Dans le même ordre d’idées, durant la période transitoire suivant (et non précédant) une élection, il existe un « principe traditionnel du droit public », selon lequel un gouvernement démissionnaire ne peut procéder qu’à l’expédition des « affaires courantes » (CE, 4 avril 1952, "Syndicat régional des quotidiens d’Algérie", n° 86015, Rec.). Plus récemment, il a été jugé que l’organe délibérant d’un EPCI ne peut, entre le renouvellement général des conseils municipaux des communes membres de cet établissement et l’installation du nouvel organe délibérant issu de ce renouvellement, que gérer les affaires courantes (CE, 1er avril 2005, "Commune de Villepinte", n° 262078, Rec.).
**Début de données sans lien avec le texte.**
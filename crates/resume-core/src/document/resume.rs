use schemars::JsonSchema;
use serde::{Deserialize, Serialize};

use crate::document::entry::{EducationEntry, ExperienceEntry};
use crate::document::personal::PersonalInfo;
use crate::document::skills::SkillSet;
use crate::document::target::TargetJob;

/// The aggregate document accumulated across the wizard steps.
///
/// Owned exclusively by the active editing session. List-valued sections
/// always contain at least one entry; `Default` seeds each with a single
/// blank entry.
#[derive(Debug, Clone, PartialEq, Serialize, Deserialize, JsonSchema)]
pub struct ResumeDocument {
    #[serde(default)]
    pub personal: PersonalInfo,
    #[serde(default)]
    pub experience: Vec<ExperienceEntry>,
    #[serde(default)]
    pub education: Vec<EducationEntry>,
    #[serde(default)]
    pub skills: SkillSet,
    #[serde(default)]
    pub target: TargetJob,
}

impl Default for ResumeDocument {
    fn default() -> Self {
        Self {
            personal: PersonalInfo::default(),
            experience: vec![ExperienceEntry::with_id("1")],
            education: vec![EducationEntry::with_id("1")],
            skills: SkillSet::default(),
            target: TargetJob::default(),
        }
    }
}

impl ResumeDocument {
    pub fn from_json(raw: &str) -> Result<Self, serde_json::Error> {
        serde_json::from_str(raw)
    }

    pub fn to_json_pretty(&self) -> Result<String, serde_json::Error> {
        serde_json::to_string_pretty(self)
    }

    /// Compact export emitted when the wizard completes.
    pub fn to_cbor(&self) -> Result<Vec<u8>, serde_cbor::Error> {
        serde_cbor::to_vec(self)
    }
}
De même l’attribution d’un marché a pu être jugée irrégulière car excédant, en raison du coût, du volume et la durée des travaux prévus et en l’absence d’urgence particulière s’attachant à sa réalisation, la gestion des affaires courantes (CE, 28 janvier 2013, "Syndicat mixte Flandre Morinie", n° 358302, tables du Recueil).

Cette logique de gestion des affaires courantes légitime également, en amont des élections, l’extinction des délégations aux fins de souscription d’emprunt.